Kamis, 24 April 2014

Where or When or What?

Aku bersembunyi di balik kata yang ku sederhanakan, Rela. Merelakan
Aku selalu sulit mengutarakan yang ku sembunyikan didadaku, Rindu. Merindukan.

Aku tidak tau apa mau perasaanku.
Aku kecewa, iya. tapi benci dan dengki tak pernah ada
Aku sakit, sungguh. Tapi rindu.... aku terlalu merindu.
Aku sepi, benar. Aku merasa kehilangan tapi aku lega, tak terjangkau

Cinta ... haha aku merasa tak sudi . Sudah tak cinta lagi
tapi selalu aku ingin,
kau.

Dan takut.

Mimpi...
Dan kita. Akan kita.

Kembali

Hhh... Let it go....

Minggu, 06 April 2014

begin again

Aku tak bisa berhenti sayang
Atas apa yang ku damba akan kita
Aku tak bisa lupa sayang
Semua teramat indah

Kembalilah...
Hanya kata kan iya saja tanpa harus berpikir
Kembalilah...
Hanya katakan iya dan kau tak harus memahami
Kembalilah...
Dan kau hanya perlu mengerti bahwa tanpamu, aku hilang selalu.

another sorry

Maaf kan aku atas segala ketamakanku.
Maaf kan aku atas segala keluh kesahmu.
Maaf ka aku atas segala amarah didadamu.
Maaf kan atas cinta yang kita pelihara dan terlepas lalu.
Maaf kan aku. Maaf kan atas rasa cintaku

Maaf atas segala ambisiku.
Maaf kan aku karena tak dapat berhenti berharapmu atau sekedar lalu.

Aku mencintaimu.

"selamat keempat kali bulannya, selamat hari jadi kita" 

akhirnya kita kembali pada tanggal, jam dan detik-detik hari persatuan kita.
Aku pilu jika sadar kau 'sedang' tak berada disisiku.

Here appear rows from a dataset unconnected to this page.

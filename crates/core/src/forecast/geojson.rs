//! GeoJSON output for a spread forecast
//!
//! Only the three geometry kinds the forecast emits are modelled. Feature
//! properties are a tagged enum whose `type` field tells map layers how to
//! style each feature.

use crate::forecast::projection::{SpreadInputs, SpreadProjection};
use serde::{Deserialize, Serialize};

/// `[lng, lat]`
pub type Position = [f64; 2];

#[derive(Debug, Clone, Copy, PartialEq, Eq, Serialize, Deserialize)]
enum FeatureTag {
    Feature,
}

#[derive(Debug, Clone, Copy, PartialEq, Eq, Serialize, Deserialize)]
enum CollectionTag {
    FeatureCollection,
}

/// Geometry subset used by the forecast
#[derive(Debug, Clone, PartialEq, Serialize, Deserialize)]
#[serde(tag = "type", content = "coordinates")]
pub enum Geometry {
    Point(Position),
    LineString(Vec<Position>),
    Polygon(Vec<Vec<Position>>),
}

/// Per-feature properties, tagged by role
#[derive(Debug, Clone, PartialEq, Serialize, Deserialize)]
#[serde(tag = "type", rename_all = "snake_case")]
pub enum FeatureProperties {
    Origin {
        intensity: f64,
    },
    Spread {
        /// 0 or 1
        will_spread: u8,
        probability: f64,
        spread_ratio: f64,
        spread_distance_km: f64,
        wind_direction: f64,
    },
    Direction {
        direction: f64,
        probability: f64,
    },
    SpreadPoint {
        probability: f64,
        index: usize,
    },
}

#[derive(Debug, Clone, PartialEq, Serialize, Deserialize)]
pub struct Feature {
    #[serde(rename = "type")]
    tag: FeatureTag,
    pub properties: FeatureProperties,
    pub geometry: Geometry,
}

impl Feature {
    pub fn new(properties: FeatureProperties, geometry: Geometry) -> Self {
        Self {
            tag: FeatureTag::Feature,
            properties,
            geometry,
        }
    }
}

#[derive(Debug, Clone, PartialEq, Serialize, Deserialize)]
pub struct FeatureCollection {
    #[serde(rename = "type")]
    tag: CollectionTag,
    pub features: Vec<Feature>,
}

impl FeatureCollection {
    pub fn new(features: Vec<Feature>) -> Self {
        Self {
            tag: CollectionTag::FeatureCollection,
            features,
        }
    }

    /// Features with a given role, in order
    pub fn with_role<'a>(&'a self, role: &'a str) -> impl Iterator<Item = &'a Feature> + 'a {
        self.features.iter().filter(move |f| f.properties.role() == role)
    }
}

impl FeatureProperties {
    /// Value of the `type` property
    pub fn role(&self) -> &'static str {
        match self {
            Self::Origin { .. } => "origin",
            Self::Spread { .. } => "spread",
            Self::Direction { .. } => "direction",
            Self::SpreadPoint { .. } => "spread_point",
        }
    }
}

/// Origin, spread polygon, downwind arrow, then one marker per vertex
pub fn spread_collection(
    inputs: &SpreadInputs,
    projection: &SpreadProjection,
    will_spread: bool,
) -> FeatureCollection {
    let origin = [inputs.lng, inputs.lat];
    let spread_km = *projection.spread_distance;

    // Closed ring: every vertex, then the first one again
    let mut ring: Vec<Position> = projection.points.iter().map(|p| p.position()).collect();
    ring.push(projection.points[0].position());

    let mut features = Vec::with_capacity(3 + projection.points.len());
    features.push(Feature::new(
        FeatureProperties::Origin {
            intensity: inputs.brightness,
        },
        Geometry::Point(origin),
    ));
    features.push(Feature::new(
        FeatureProperties::Spread {
            will_spread: u8::from(will_spread),
            probability: inputs.spread_probability,
            spread_ratio: inputs.spread_ratio,
            spread_distance_km: spread_km,
            wind_direction: *inputs.wind_direction,
        },
        Geometry::Polygon(vec![ring]),
    ));
    features.push(Feature::new(
        FeatureProperties::Direction {
            direction: *inputs.wind_direction,
            probability: inputs.spread_probability,
        },
        Geometry::LineString(vec![origin, projection.arrow_end]),
    ));
    features.extend(projection.points.iter().enumerate().map(|(index, p)| {
        Feature::new(
            FeatureProperties::SpreadPoint {
                probability: p.probability,
                index,
            },
            Geometry::Point(p.position()),
        )
    }));

    FeatureCollection::new(features)
}

#[cfg(test)]
mod tests {
    use super::*;
    use crate::core_types::{Degrees, KilometersPerHour};
    use crate::forecast::projection::project;

    fn sample() -> FeatureCollection {
        let inputs = SpreadInputs {
            lat: 38.5,
            lng: -121.5,
            brightness: 400.0,
            wind_speed: KilometersPerHour::new(18.0),
            wind_direction: Degrees::new(225.0),
            vegetation: 0.4,
            spread_ratio: 1.7,
            spread_probability: 0.66,
        };
        spread_collection(&inputs, &project(&inputs), true)
    }

    #[test]
    fn test_feature_order_and_roles() {
        let fc = sample();
        assert_eq!(fc.features.len(), 11);
        let roles: Vec<&str> = fc.features.iter().map(|f| f.properties.role()).collect();
        assert_eq!(&roles[..3], &["origin", "spread", "direction"]);
        assert!(roles[3..].iter().all(|&r| r == "spread_point"));
        assert_eq!(fc.with_role("spread_point").count(), 8);
    }

    #[test]
    fn test_polygon_ring_is_closed() {
        let fc = sample();
        let Geometry::Polygon(rings) = &fc.features[1].geometry else {
            panic!("spread feature must be a polygon");
        };
        assert_eq!(rings.len(), 1);
        assert_eq!(rings[0].len(), 9);
        assert_eq!(rings[0][0], rings[0][8]);
    }

    #[test]
    fn test_serialized_shape() {
        let json = serde_json::to_value(sample()).unwrap();
        assert_eq!(json["type"], "FeatureCollection");
        let origin = &json["features"][0];
        assert_eq!(origin["type"], "Feature");
        assert_eq!(origin["properties"]["type"], "origin");
        assert_eq!(origin["properties"]["intensity"], 400.0);
        assert_eq!(origin["geometry"]["type"], "Point");
        assert_eq!(origin["geometry"]["coordinates"][0], -121.5);

        let spread = &json["features"][1]["properties"];
        assert_eq!(spread["will_spread"], 1);
        assert_eq!(spread["wind_direction"], 225.0);

        let marker = &json["features"][10]["properties"];
        assert_eq!(marker["type"], "spread_point");
        assert_eq!(marker["index"], 7);

        let line = &json["features"][2]["geometry"];
        assert_eq!(line["type"], "LineString");
        assert_eq!(line["coordinates"].as_array().unwrap().len(), 2);
    }
}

"ahhh, bagaimana kau disana sayang? . rindukah? masih cintakah? baik-baik saja kan? sudah bertemu dengan siapa saja kau? dan berkeinginankah kau untuk pulang lebih cepat ?"

begitu terasa rinduku sesadar ketika kita telah jauh, ketika malam-malam menghembuskan kenangan bersama ketika kau ada.
aku masih mencintaimu, walau tak kurasa setiap hari, tak kurasa setiap waktu, dan tak percaya sama sekali.


....

Aku berada dibelokan tercuram sepanjang perjalanan.
Aku tak dapat fokus. Aku lepaskan kendali. Aku berhenti
Ku fikir ini akhir perjalananku karena sedari jauh pandanganku jalan setelah belokan itu tak pernah ada, Atau hanya tak terlihat.

Murkamu membuatku merana.
Setamak itukah aku?
Aku tak tau arah. Hingga aku tersesat menuju jalan yang salah.
Kau tinggalkan aku dengan cinta penuh yang membara
Apakah aku terlalu tamak padamu?
Hingga dadamu disesaki penuh emosi dan benci?

Apakah kau lupakan saja janji yang mendarah daging dan membuat aku mati rasa pada segalanya?

Jika ada jalan yang membuat kita bertemu dan kembali. Nyawapun akan ku beri.